The Earth’s Lungs Gasp: The Effects Amazonian Drought on CO2 Emissions

Called the lungs of the planet, the Amazon rainforest absorbs some 1.5 billion metric tons of CO2, every year – except when it doesn’t.

In 2005, during a ‘once-in-a-century’ drought and again in 2010 during another still more severe drought, the Amazon stopped absorbing carbon dioxide and started to release it.


Normally the Amazon absorbs CO2 as a consequence of photosynthesis – the trees breathe in carbon and release oxygen. Yet in years when unusual weather patterns drastically reduce Amazon rainfall, the result is trees that grow more slowly (reducing their absorption of CO2), and some trees that simply die. Not only do these dead trees not absorb CO2, but as they rot they release their stored CO2 back into the atmosphere.
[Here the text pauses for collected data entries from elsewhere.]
use std::collections::HashMap;

use serde::de::DeserializeOwned;
use serde::Serialize;
use serde_json::json;

use super::response::{decode_body, RegisterAck, StateAck};
use crate::config::HubConfig;
use crate::error::AppError;
use crate::models::light::{Light, LightSummary};
use crate::models::light_update::LightUpdate;
use crate::models::user_info::UserInfo;

/// Client for one Hue hub on the local network.
///
/// Holds the connection parameters fixed at construction and no other state;
/// each operation is an independent request/response exchange.
pub struct HubClient {
    client: reqwest::Client,
    base_url: String,
    username: String,
    device_type: String,
    verbose: bool,
}

fn build_http_client() -> Result<reqwest::Client, AppError> {
    Ok(reqwest::Client::builder()
        .timeout(std::time::Duration::from_secs(15))
        .build()?)
}

impl HubClient {
    pub fn new(config: &HubConfig, verbose: bool) -> Result<Self, AppError> {
        Ok(Self {
            client: build_http_client()?,
            base_url: format!("http://{}", config.ip),
            username: config.username.clone(),
            device_type: config.device_type.clone(),
            verbose,
        })
    }

    pub fn username(&self) -> &str {
        &self.username
    }

    async fn decode_response<T: DeserializeOwned>(
        &self,
        response: reqwest::Response,
    ) -> Result<T, AppError> {
        if !response.status().is_success() {
            return Err(AppError::Status {
                status: response.status(),
            });
        }

        let body = response.text().await?;
        if self.verbose {
            eprintln!("Response: {}", body);
        }
        decode_body(&body)
    }

    async fn get<T: DeserializeOwned>(&self, path: &str) -> Result<T, AppError> {
        let url = format!("{}{}", self.base_url, path);
        if self.verbose {
            eprintln!("GET {}", url);
        }
        let response = self.client.get(&url).send().await?;
        self.decode_response(response).await
    }

    async fn post<T: DeserializeOwned>(
        &self,
        path: &str,
        body: &impl Serialize,
    ) -> Result<T, AppError> {
        let url = format!("{}{}", self.base_url, path);
        let body_json = serde_json::to_string(body)?;
        if self.verbose {
            eprintln!("POST {}", url);
            eprintln!("Body: {}", body_json);
        }
        let response = self
            .client
            .post(&url)
            .header("Content-Type", "application/json")
            .body(body_json)
            .send()
            .await?;
        self.decode_response(response).await
    }

    async fn put<T: DeserializeOwned>(
        &self,
        path: &str,
        body: &impl Serialize,
    ) -> Result<T, AppError> {
        let url = format!("{}{}", self.base_url, path);
        let body_json = serde_json::to_string(body)?;
        if self.verbose {
            eprintln!("PUT {}", url);
            eprintln!("Body: {}", body_json);
        }
        let response = self
            .client
            .put(&url)
            .header("Content-Type", "application/json")
            .body(body_json)
            .send()
            .await?;
        self.decode_response(response).await
    }

    /// Register the configured username with the hub and return the username
    /// the hub confirmed. Fails with hub error 101 until the hub's physical
    /// link button has been pressed.
    pub async fn register_user(&self) -> Result<String, AppError> {
        let body = json!({
            "username": self.username,
            "devicetype": self.device_type,
        });
        let acks: Vec<RegisterAck> = self.post("/api", &body).await?;
        Ok(acks
            .into_iter()
            .next()
            .map(|ack| ack.success.username)
            .unwrap_or_default())
    }

    /// Fetch the full per-user root resource: lights, groups, config,
    /// schedules and scenes.
    pub async fn get_user_info(&self) -> Result<UserInfo, AppError> {
        self.get(&format!("/api/{}", self.username)).await
    }

    /// List all lights known to the hub, by identifier.
    pub async fn list_lights(&self) -> Result<HashMap<String, LightSummary>, AppError> {
        self.get(&format!("/api/{}/lights", self.username)).await
    }

    /// Fetch the full record for a single light.
    pub async fn get_light(&self, id: &str) -> Result<Light, AppError> {
        self.get(&format!("/api/{}/lights/{}", self.username, id))
            .await
    }

    /// Apply a partial state change to one light. Only the fields set in
    /// `update` are sent. The returned per-field acks can usually be ignored.
    pub async fn set_light_state(
        &self,
        id: &str,
        update: &LightUpdate,
    ) -> Result<Vec<StateAck>, AppError> {
        self.put(
            &format!("/api/{}/lights/{}/state", self.username, id),
            update,
        )
        .await
    }
}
This is problematic. According to a February 2011 Scientific American Article:

"The bigger-picture view, however, is that the Amazon has experienced two '100-year' droughts in the past five years, and there is good evidence that the forests are not adapted to drought ... and the bigger trees die first," he said. "There is little doubt that continued droughts of this magnitude and frequency will change the structure of these forests and their ability to sequester carbon from the atmosphere."

The article goes on to say that last year’s drought may have released as much as 5-billion metric tons of CO2. Roughly the same amount of carbon as stored over the course of 3 years.

Even more disturbing is the fact that despite the return of the rains the Amazon’s greenery has not returned, suggesting that the Amazon is still absorbing less than its usual amount of CO2.

And that’s bad news not only for environmental conservation and biodiversity – but for everyone who breathes.